Person asked why such a hateful mother would risk going to jail -- as Lisette Sr. did for five months in 1990 -- to visit her daughter. "To just remind me, you know, to keep on brainwashing me," the girl replied. "She told me, you know, 'If you tell anybody that I came, I'll go to jail, you know. This is our plan: I'm going to blame it all on Michelle. Don't tell anything Andres had done or what I have done, you know. Lie, you know. Say nothing bad ever happened. Make Rick and Michelle look like the bad ones. And then everything -- we'll be in the newspaper everywhere. We'll be famous and stuff.'"

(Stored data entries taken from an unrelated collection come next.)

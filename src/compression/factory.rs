//! Factory for creating chunk codecs

use crate::errors::{PrepError, PrepResult};
use super::codec::ChunkCodec;
use super::deflate::DeflateCodec;
use super::raw::RawCodec;
use super::zstd::ZstdCodec;

/// Names accepted by [`CodecFactory::by_name`]
pub const CODEC_NAMES: [&str; 3] = ["none", "deflate", "zstd"];

/// Factory for creating chunk codecs
pub struct CodecFactory;

impl CodecFactory {
    /// Get a codec by name
    pub fn by_name(name: &str) -> PrepResult<Box<dyn ChunkCodec>> {
        match name.to_lowercase().as_str() {
            "none" | "raw" | "uncompressed" => Ok(Box::new(RawCodec)),
            "deflate" | "zlib" => Ok(Box::new(DeflateCodec::new())),
            "zstd" => Ok(Box::new(ZstdCodec::new())),
            _ => Err(PrepError::InvalidConfig(format!(
                "Unknown compression '{}', expected one of {:?}",
                name, CODEC_NAMES
            ))),
        }
    }
}

#[cfg(test)]
mod tests {
    use super::*;

    #[test]
    fn every_codec_restores_input() {
        let raw: Vec<u8> = (0..4096u32).map(|v| (v % 251) as u8).collect();
        for name in CODEC_NAMES {
            let codec = CodecFactory::by_name(name).unwrap();
            let encoded = codec.encode(&raw).unwrap();
            assert_eq!(codec.decode(&encoded).unwrap(), raw, "codec {}", name);
            assert_eq!(codec.name(), name);
        }
    }

    #[test]
    fn unknown_name_is_config_error() {
        assert!(matches!(CodecFactory::by_name("lzw"), Err(PrepError::InvalidConfig(_))));
    }
}
//! Injectable sleeping
//!
//! Every wait in a run (poll interval, submission backoff, bulk-polling
//! rounds) goes through a [`Sleeper`], so tests can record the requested
//! delays instead of blocking.

use std::time::Duration;

/// Blocks the current run for a duration
pub trait Sleeper {
    fn sleep(&self, duration: Duration);
}

/// Sleeper backed by `std::thread::sleep`
#[derive(Debug, Clone, Copy, Default)]
pub struct ThreadSleeper;

impl Sleeper for ThreadSleeper {
    fn sleep(&self, duration: Duration) {
        std::thread::sleep(duration);
    }
}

Though the meetings were intended to be impromptu, Lisette, Jr., continually consulted a crib sheet compiled, as she explained to the judge, at the suggestion of her HRS caseworker. "The media has really hurt us," she noted. She then explained how she often learned of articles documenting her family's tribulations. "June [Shaw] would tell Michelle and sometimes, like, you know, I hear Michelle." And she openly implored the judge not to order reunification. "I'm stable in Michelle and Rick's house," she assured him.
A month later, on June 24, Judge Person called the parties together to announce his decision. The courtroom, for once, fell into a perfect hush. The judge soberly picked up a legal pad -- one of a dozen he had filled during the hearing -- and issued his order: The Nogues family would be reunited. In a brief statement, he stressed that he would encourage the parties to agree on a plan. If they couldn't, his tone implied, he would.
Outside court the Nogueses were encircled by TV cameras. Gievers herself stressed to reporters that the judge had not ordered contact between her clients and the Nogueses. That would only happen, she insisted, once a plan was approved. Her sense of defeat, however, was apparent, and she retreated from the Juvenile Justice Center bowed and silent.
The scene stood in sharp contrast to Gievers's defiant closing statement. Back then, on June 3, she had mustered her best rhetoric for a final assault. The evidence was indisputable, she told the judge: The Nogueses were a dysfunctional family. The youngest children had been abused in the Nogues home. They hated their parents, and rightfully, for encouraging media coverage of their troubles. For a full hour she raged.
Then her tone abruptly softened. Gievers turned to Lisette Nogues, who was seated a few feet away from her estranged daughter Michelle Porras. "Your honor," she began, "at this point I would ask that Michelle -- to see if we can have healing of this family begin -- I would ask that Michelle let her mother hold Michelle's youngest son, who is the grandson of Dr. Lisette Nogues."
The strange and unexpected maneuver provoked a chorus of protest.
"We're in closing argument!" shouted Jesus Bujan, the parents' attorney.
"I want to hold my children," Lisette Nogues cried.
The judge, who had overseen the hearing with preternatural patience, seized the moment to offer a few thoughts of his own. In considering the case, Person said, "I couldn't help but reflect on a statement that I heard at a breakfast meeting: 'We're basically all a bunch of wounded people trying to lead other wounded people.' And so much harm is done when we fail to realize that lawyers, volunteer workers, and, yes, even judges are included among those wounded people.
"I've heard the word 'forgiveness' from at least half of you. Maybe each one of you at one point or other said something about that word. And I'm going to end on this note. Before we can ever get to forgiveness, we have to get to confession."
Person removed his glasses. He surveyed the courtroom, hopeful this message might temper the agitated crowd gathered before him. For a moment his eyes settled on Gievers. Then, finding nothing wounded in the steely gaze that returned his, the judge looked elsewhere.